# [What is expected]
Only these lines of the data below are wanted: the one with "impl From<&str> for", the one with "for backward compatibility.", and any lines between them, each repeated exactly.
(Supplied records)
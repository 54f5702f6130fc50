#![forbid(unsafe_code)]

//! Instance proxy: top-level state properties exposed on the component.
//!
//! The proxy is shallow. It captures the state's top-level keys once, and
//! each access delegates to the state tree, which stays the single source of
//! truth. Deeper properties are reached by chaining [`Prop::field`], which
//! walks the already-reactive tree.

use vbind_core::{BindError, Collector, Path, Result, Value};

use crate::state::ReactiveState;

/// Pass-through accessors for the state's top-level keys.
#[derive(Debug, Clone)]
pub struct Proxy {
    state: ReactiveState,
    keys: Vec<String>,
}

impl Proxy {
    #[must_use]
    pub fn new(state: &ReactiveState) -> Self {
        Self {
            state: state.clone(),
            keys: state.keys(),
        }
    }

    /// Keys mirrored at construction, in order.
    #[must_use]
    pub fn keys(&self) -> &[String] {
        &self.keys
    }

    #[must_use]
    pub fn has(&self, key: &str) -> bool {
        self.keys.iter().any(|k| k == key)
    }

    /// Handle to the top-level property `key`.
    ///
    /// # Errors
    ///
    /// [`BindError::UnknownProperty`] if `key` was not a top-level key of the
    /// state when the proxy was built.
    pub fn prop(&self, key: &str) -> Result<Prop> {
        if !self.has(key) {
            return Err(BindError::unknown(Path::from_segments([key])));
        }
        Ok(Prop {
            state: self.state.clone(),
            path: Path::from_segments([key]),
        })
    }

    /// Untracked read of `key`.
    ///
    /// # Errors
    ///
    /// [`BindError::UnknownProperty`] for keys outside the proxy.
    pub fn get(&self, key: &str) -> Result<Value> {
        let prop = self.prop(key)?;
        prop.get().ok_or_else(|| BindError::unknown(prop.path))
    }

    /// Write `key`, notifying its subscribers.
    ///
    /// # Errors
    ///
    /// [`BindError::UnknownProperty`] for keys outside the proxy.
    pub fn set(&self, key: &str, value: impl Into<Value>) -> Result<()> {
        self.prop(key)?.set(value)
    }
}

/// A property reached through the proxy.
#[derive(Debug, Clone)]
pub struct Prop {
    state: ReactiveState,
    path: Path,
}

impl Prop {
    /// The nested property `key` of this one.
    #[must_use]
    pub fn field(&self, key: &str) -> Prop {
        Prop {
            state: self.state.clone(),
            path: self.path.child(key),
        }
    }

    #[must_use]
    pub fn path(&self) -> &Path {
        &self.path
    }

    /// Untracked read. `None` if the property does not exist (anymore).
    #[must_use]
    pub fn get(&self) -> Option<Value> {
        self.state.get(&self.path)
    }

    /// Tracked read, for code running under a collector.
    ///
    /// # Errors
    ///
    /// [`BindError::MissingDataPath`] if a key along the path is absent.
    pub fn get_tracked(&self, collector: &Collector) -> Result<Value> {
        self.state.get_tracked(&self.path, collector)
    }

    /// Write through to the state tree.
    ///
    /// # Errors
    ///
    /// [`BindError::UnknownProperty`] if the property does not exist.
    pub fn set(&self, value: impl Into<Value>) -> Result<()> {
        self.state.set(&self.path, value)
    }
}
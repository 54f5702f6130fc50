#![forbid(unsafe_code)]

//! Core: state values, paths, errors, and dependency collection.

pub mod dep;
pub mod error;
pub mod logging;
pub mod path;
pub mod value;

pub use dep::{Collector, Publisher, Subscriber, SubscriberId};
pub use error::{BindError, Result};
pub use path::Path;
pub use value::{Map, Value};
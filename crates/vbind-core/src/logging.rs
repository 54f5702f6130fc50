//! Logging setup.
//!
//! Library code only emits `tracing` events; installing a subscriber is the
//! application's call. With the `tracing-json` feature, [`init_json`] installs
//! a JSON formatter filtered by `RUST_LOG` (default `info`).

#[cfg(feature = "tracing-json")]
use tracing_subscriber::EnvFilter;

/// Install a global JSON subscriber.
///
/// Returns `false` if a global subscriber was already set.
#[cfg(feature = "tracing-json")]
pub fn init_json() -> bool {
    let filter = EnvFilter::try_from_default_env().unwrap_or_else(|_| EnvFilter::new("info"));
    tracing_subscriber::fmt()
        .json()
        .with_env_filter(filter)
        .with_current_span(true)
        .try_init()
        .is_ok()
}
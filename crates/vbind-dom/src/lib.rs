#![forbid(unsafe_code)]

//! Document trees: the [`Host`] contract and an in-memory implementation.

pub mod host;
pub mod markup;
pub mod memory;

pub use host::{Host, NodeKind};
pub use markup::MarkupError;
pub use memory::{MemoryDocument, NodeId};
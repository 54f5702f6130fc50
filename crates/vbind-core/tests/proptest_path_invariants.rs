//! Property-based invariant tests for `Path` and the dependency protocol.
//!
//! 1. Display then parse is the identity for identifier segments
//! 2. Prefixes are ordered ancestors ending at the path itself
//! 3. `child` and `parent` are inverses
//! 4. A publisher notifies each live subscriber exactly once, in order,
//!    however often it was registered

use std::cell::RefCell;
use std::rc::Rc;

use proptest::prelude::*;
use vbind_core::{Collector, Path, Publisher, Subscriber};

fn arb_path() -> impl Strategy<Value = Path> {
    proptest::collection::vec("[A-Za-z_$][A-Za-z0-9_$]{0,6}", 1..6).prop_map(Path::from_segments)
}

proptest! {
    #[test]
    fn display_parse_roundtrip(path in arb_path()) {
        prop_assert_eq!(Path::parse(&path.to_string()), path);
    }

    #[test]
    fn prefixes_are_ordered_ancestors(path in arb_path()) {
        let prefixes: Vec<Path> = path.prefixes().collect();
        prop_assert_eq!(prefixes.len(), path.len());
        prop_assert_eq!(prefixes.last(), Some(&path));
        for (i, prefix) in prefixes.iter().enumerate() {
            prop_assert_eq!(prefix.len(), i + 1);
            if i + 1 < prefixes.len() {
                prop_assert!(path.is_descendant_of(prefix));
            }
        }
        prop_assert!(!path.is_descendant_of(&path));
    }

    #[test]
    fn child_then_parent(path in arb_path(), key in "[a-z]{1,5}") {
        let child = path.child(key.as_str());
        prop_assert_eq!(child.last(), Some(key.as_str()));
        prop_assert_eq!(child.parent(), Some(path));
    }
}

proptest! {
    #[test]
    fn notify_once_per_subscriber_in_order(
        count in 1usize..8,
        reads in proptest::collection::vec(0usize..8, 0..32),
    ) {
        let log = Rc::new(RefCell::new(Vec::new()));
        let subscribers: Vec<Subscriber> = (0..count)
            .map(|i| {
                let log = Rc::clone(&log);
                Subscriber::new(move || log.borrow_mut().push(i))
            })
            .collect();

        let collector = Collector::new();
        let mut publisher = Publisher::new();
        let mut expected = Vec::new();
        for read in reads {
            let i = read % count;
            collector
                .collect(&subscribers[i], || collector.track(&mut publisher))
                .unwrap();
            if !expected.contains(&i) {
                expected.push(i);
            }
        }

        publisher.notify();
        prop_assert_eq!(&*log.borrow(), &expected);
        prop_assert!(!collector.is_collecting());
    }
}
#![forbid(unsafe_code)]

//! Property paths into the state tree.

use std::fmt;

/// A property path: the ordered keys walked from the state root.
///
/// The textual form joins segments with `.`; `Path::parse("user.name")` has
/// segments `["user", "name"]`. Segments are stored individually so keys that
/// themselves contain dots stay unambiguous inside the arena.
#[derive(Debug, Clone, PartialEq, Eq, Hash, PartialOrd, Ord, Default)]
pub struct Path {
    segments: Vec<String>,
}

impl Path {
    /// The empty path (the state root).
    #[must_use]
    pub fn root() -> Self {
        Self::default()
    }

    /// Split a dotted path. Empty segments are dropped.
    #[must_use]
    pub fn parse(dotted: &str) -> Self {
        Self {
            segments: dotted
                .split('.')
                .map(str::trim)
                .filter(|s| !s.is_empty())
                .map(str::to_owned)
                .collect(),
        }
    }

    #[must_use]
    pub fn from_segments<S: Into<String>>(segments: impl IntoIterator<Item = S>) -> Self {
        Self {
            segments: segments.into_iter().map(Into::into).collect(),
        }
    }

    /// A new path with `key` appended.
    #[must_use]
    pub fn child(&self, key: impl Into<String>) -> Self {
        let mut segments = self.segments.clone();
        segments.push(key.into());
        Self { segments }
    }

    /// The path without its last segment. `None` at the root.
    #[must_use]
    pub fn parent(&self) -> Option<Self> {
        let (_, head) = self.segments.split_last()?;
        Some(Self {
            segments: head.to_vec(),
        })
    }

    #[must_use]
    pub fn segments(&self) -> &[String] {
        &self.segments
    }

    #[must_use]
    pub fn last(&self) -> Option<&str> {
        self.segments.last().map(String::as_str)
    }

    #[must_use]
    pub fn len(&self) -> usize {
        self.segments.len()
    }

    #[must_use]
    pub fn is_root(&self) -> bool {
        self.segments.is_empty()
    }

    /// Whether `self` lies strictly below `ancestor`.
    #[must_use]
    pub fn is_descendant_of(&self, ancestor: &Path) -> bool {
        self.segments.len() > ancestor.segments.len()
            && self.segments.starts_with(&ancestor.segments)
    }

    /// Every non-empty prefix, shortest first: `a`, `a.b`, `a.b.c`.
    pub fn prefixes(&self) -> impl Iterator<Item = Path> + '_ {
        (1..=self.segments.len()).map(|n| Self {
            segments: self.segments[..n].to_vec(),
        })
    }
}

impl fmt::Display for Path {
    fn fmt(&self, f: &mut fmt::Formatter<'_>) -> fmt::Result {
        f.write_str(&self.segments.join("."))
    }
}

impl From<&str> for Path {
    fn from(dotted: &str) -> Self {
        Self::parse(dotted)
    }
}

impl From<&Path> for Path {
    fn from(path: &Path) -> Self {
        path.clone()
    }
}

impl From<String> for Path {
    fn from(dotted: String) -> Self {
        Self::parse(&dotted)
    }
}
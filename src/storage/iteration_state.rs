//! Iteration state persistence layer.
//!
//! Counts and the stagnation history live in memory inside the scheduler
//! and orchestrator; this file carries them across process restarts.

use std::path::{Path, PathBuf};

use chrono::{DateTime, Utc};
use serde::{Deserialize, Serialize};
use tracing::warn;

use crate::error::Result;
use crate::iteration::IterationCounts;

/// Current schema version for iteration state.
pub const STATE_VERSION: u32 = 1;

/// Minimum supported version for backward compatibility.
pub const MIN_STATE_VERSION: u32 = 1;

/// Default filename for iteration state inside `state/`.
pub const STATE_FILENAME: &str = "iteration_state.json";

fn current_version() -> u32 {
    STATE_VERSION
}

/// Everything the loop needs to resume where it left off.
#[derive(Debug, Clone, PartialEq, Serialize, Deserialize)]
pub struct IterationState {
    /// Schema version for forward compatibility.
    #[serde(default = "current_version")]
    pub version: u32,
    /// Executed iterations per mode.
    #[serde(flatten)]
    pub counts: IterationCounts,
    /// Stagnation detector history, oldest first.
    #[serde(default)]
    pub summaries: Vec<String>,
    /// Output of the last iteration, not yet shown to the detector.
    #[serde(default)]
    pub pending_summary: Option<String>,
    /// Most recently produced idea, target of shake-up tasks.
    #[serde(default)]
    pub last_idea_id: Option<String>,
    /// When this state was last saved.
    #[serde(default = "Utc::now")]
    pub last_updated: DateTime<Utc>,
}

impl Default for IterationState {
    fn default() -> Self {
        Self {
            version: STATE_VERSION,
            counts: IterationCounts::default(),
            summaries: Vec::new(),
            pending_summary: None,
            last_idea_id: None,
            last_updated: Utc::now(),
        }
    }
}

impl IterationState {
    /// Checks if the version is compatible.
    #[must_use]
    pub fn is_compatible_version(&self) -> bool {
        self.version >= MIN_STATE_VERSION && self.version <= STATE_VERSION
    }
}

/// Reads and writes `iteration_state.json`.
#[derive(Debug, Clone)]
pub struct StatePersistence {
    state_dir: PathBuf,
}

impl StatePersistence {
    /// Creates a persistence handler for the given `state/` directory.
    #[must_use]
    pub fn new<P: AsRef<Path>>(state_dir: P) -> Self {
        Self {
            state_dir: state_dir.as_ref().to_path_buf(),
        }
    }

    /// Returns the path to the state file.
    #[must_use]
    pub fn state_path(&self) -> PathBuf {
        self.state_dir.join(STATE_FILENAME)
    }

    /// Saves iteration state to disk atomically.
    ///
    /// # Errors
    ///
    /// Returns an error if the file cannot be written.
    pub fn save(&self, state: &IterationState) -> Result<()> {
        std::fs::create_dir_all(&self.state_dir)?;

        let mut state = state.clone();
        state.last_updated = Utc::now();

        let temp_path = self.state_dir.join(format!("{}.tmp", STATE_FILENAME));
        let json = serde_json::to_string_pretty(&state)?;
        std::fs::write(&temp_path, json)?;
        std::fs::rename(&temp_path, self.state_path())?;

        Ok(())
    }

    /// Loads iteration state from disk.
    ///
    /// Unreadable, corrupted, or incompatible files are logged and treated
    /// as absent so the loop can start fresh.
    #[must_use]
    pub fn load(&self) -> Option<IterationState> {
        let path = self.state_path();

        if !path.exists() {
            return None;
        }

        let content = match std::fs::read_to_string(&path) {
            Ok(c) => c,
            Err(e) => {
                warn!("Failed to read iteration state file: {}", e);
                return None;
            }
        };

        let state: IterationState = match serde_json::from_str(&content) {
            Ok(s) => s,
            Err(e) => {
                warn!("Iteration state file is corrupted, starting fresh: {}", e);
                return None;
            }
        };

        if !state.is_compatible_version() {
            warn!(
                "Iteration state version {} is incompatible, starting fresh",
                state.version
            );
            return None;
        }

        Some(state)
    }

    /// Loads iteration state or returns default if not found.
    #[must_use]
    pub fn load_or_default(&self) -> IterationState {
        self.load().unwrap_or_default()
    }

    /// Checks if the state file exists.
    #[must_use]
    pub fn exists(&self) -> bool {
        self.state_path().exists()
    }
}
(End Supplied records)
# [Result]
impl From<&str> for Path {
    fn from(dotted: &str) -> Self {
        Self::parse(dotted)
    }
}

impl From<&Path> for Path {
    fn from(path: &Path) -> Self {
        path.clone()
    }
}

impl From<String> for Path {
    fn from(dotted: String) -> Self {
        Self::parse(&dotted)
    }
}
filename src/storage/iteration_state.rs
//! Iteration state persistence layer.
//!
//! Counts and the stagnation history live in memory inside the scheduler
//! and orchestrator; this file carries them across process restarts.

use std::path::{Path, PathBuf};

use chrono::{DateTime, Utc};
use serde::{Deserialize, Serialize};
use tracing::warn;

use crate::error::Result;
use crate::iteration::IterationCounts;

/// Current schema version for iteration state.
pub const STATE_VERSION: u32 = 1;

/// Minimum supported version for backward compatibility.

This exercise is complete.